A good article recently appeared in the Wall Street Journal summarizing an extensive Harvard study on relationships and loneliness. The bottom line is that social relationships have an immense positive impact on one’s life. So does loneliness, a significant negative impact. Here a few excerpts:
- Through all the years of studying, one crucial factor stands out for the consistency and power of its ties to physical health, mental health and longevity. Contrary to what many people might think, it’s not career achievement, or exercise, or a healthy diet. Don’t get us wrong; these things matter. But one thing continuously demonstrates its broad and enduring importance: good relationships.
- Good relationships keep us healthier and happier. Period. If you want to make one decision to ensure your own health and happiness, it should be to cultivate warm relationships of all kinds.
- On days when men and women spent more time in the company of others, they were happier.
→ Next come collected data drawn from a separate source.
use axum::{
    body::Body,
    http::{HeaderMap, HeaderName, HeaderValue, StatusCode, header},
    response::{IntoResponse, Response},
};
use url::Url;

use crate::application::error::{HttpError, RenderError};
use crate::domain::page::Page;
use crate::domain::protocol::{HEADER_INERTIA, HEADER_LOCATION, VARY_INERTIA};

const SOURCE: &str = "infra::http::response";

/// Adds `value` to the `Vary` header unless an equal token (ignoring case)
/// is already listed.
pub fn append_vary(headers: &mut HeaderMap, value: &str) {
    let value = value.trim();
    if value.is_empty() {
        return;
    }

    let current: Vec<String> = headers
        .get_all(header::VARY)
        .iter()
        .filter_map(|item| item.to_str().ok())
        .flat_map(|item| item.split(','))
        .map(|item| item.trim().to_string())
        .filter(|item| !item.is_empty())
        .collect();
    if current.iter().any(|item| item.eq_ignore_ascii_case(value)) {
        return;
    }

    let merged = if current.is_empty() {
        value.to_string()
    } else {
        format!("{}, {value}", current.join(", "))
    };
    if let Ok(merged) = HeaderValue::from_str(&merged) {
        headers.insert(header::VARY, merged);
    }
}

/// Protocol JSON response for a built page.
pub fn page_json_response(page: &Page) -> Result<Response, RenderError> {
    let body = serde_json::to_vec(page)?;
    let mut response = Response::new(Body::from(body));
    let headers = response.headers_mut();
    headers.insert(
        header::CONTENT_TYPE,
        HeaderValue::from_static("application/json"),
    );
    headers.insert(
        HeaderName::from_static(HEADER_INERTIA),
        HeaderValue::from_static("true"),
    );
    append_vary(headers, VARY_INERTIA);
    Ok(response)
}

/// Plain `302 Found` to `target`.
pub fn found_response(target: &str) -> Response {
    match HeaderValue::from_str(target) {
        Ok(location) => {
            let mut response = StatusCode::FOUND.into_response();
            response.headers_mut().insert(header::LOCATION, location);
            response
        }
        Err(err) => invalid_target(target, &err),
    }
}

/// `409 Conflict` carrying the target in both location headers, which makes
/// the client perform a full page visit.
pub fn external_redirect_response(target: &str) -> Response {
    match HeaderValue::from_str(target) {
        Ok(location) => {
            let mut response = StatusCode::CONFLICT.into_response();
            let headers = response.headers_mut();
            headers.insert(HeaderName::from_static(HEADER_LOCATION), location.clone());
            headers.insert(header::LOCATION, location);
            response
        }
        Err(err) => invalid_target(target, &err),
    }
}

fn invalid_target(target: &str, err: &dyn std::error::Error) -> Response {
    HttpError::new(
        SOURCE,
        StatusCode::INTERNAL_SERVER_ERROR,
        "Internal server error",
        format!("redirect target `{target}` is not a valid header value: {err}"),
    )
    .into_response()
}

/// Blank and root targets mean the application base URL.
pub fn resolve_redirect_target(base_url: &str, target: &str) -> String {
    if target.is_empty() || target == "/" {
        if base_url.is_empty() {
            return "/".to_string();
        }
        return base_url.to_string();
    }
    target.to_string()
}

/// An absolute target whose scheme or host differs from the base URL.
/// Relative targets are internal; an unusable base URL makes every absolute
/// target external.
pub fn is_external_redirect(base_url: &str, target: &str) -> bool {
    let Ok(target) = Url::parse(target) else {
        return false;
    };
    let Some(base) = parse_base_url(base_url) else {
        return true;
    };
    !base.scheme().eq_ignore_ascii_case(target.scheme())
        || !same_authority(&base, &target)
}

fn same_authority(base: &Url, target: &Url) -> bool {
    let host = |url: &Url| url.host_str().map(str::to_ascii_lowercase);
    host(base) == host(target) && base.port_or_known_default() == target.port_or_known_default()
}

fn parse_base_url(base_url: &str) -> Option<Url> {
    Url::parse(base_url)
        .ok()
        .filter(|url| url.has_host() && !url.scheme().is_empty())
}

/// Location sent with a version conflict: the original URL resolved against
/// the base URL, or the original URL as is when the base is unusable.
pub fn inertia_location(base_url: &str, original_url: &str) -> String {
    let Some(base) = parse_base_url(base_url) else {
        return original_url.to_string();
    };
    if original_url.is_empty() {
        return base.to_string();
    }
    match base.join(original_url) {
        Ok(resolved) => resolved.to_string(),
        Err(_) => base.to_string(),
    }
}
- The simple measure of time spent with others proved quite important, because on a day-to-day basis this measurement was clearly linked with happiness. On days when these men and women spent more time in the company of others, they were happier. In particular, the more time they spent with their partners, the more happiness they reported.
- But people who were in more satisfying relationships were buffered somewhat from these ups and downs of mood—their happiness did not decline as much on the days when they had more pain. Their happy marriages seemed to have a protective effect.
- How can loneliness be so physically harmful when it’s a subjective experience?
- The same effects of loneliness continue today. The feeling of loneliness is a kind of alarm ringing inside the body. At first, its signals may help us; we need them to alert us to a problem. But imagine living in your house with a fire alarm going off all day, every day, and you start to get a sense of what chronic loneliness is doing behind the scenes to our minds and bodies.
- We don’t need to be with all of our good friends all of the time. In fact, some people who energize us and enhance our lives might do so specifically because we don’t see them very often. Sometimes we are compatible with a person only to a point, and that point is good enough. But most of us have friends and relatives who energize us and who we don’t see enough.
- A few adjustments to our most treasured relationships can have real effects on how we feel. We might be sitting on a gold mine of vitality that we are not paying attention to, because it is eclipsed by the shiny allure of smartphones or pushed to the side by work demands.
“Lifelong Fulfillment (Harvard Study).” Wall Street Journal (January 14, 2023).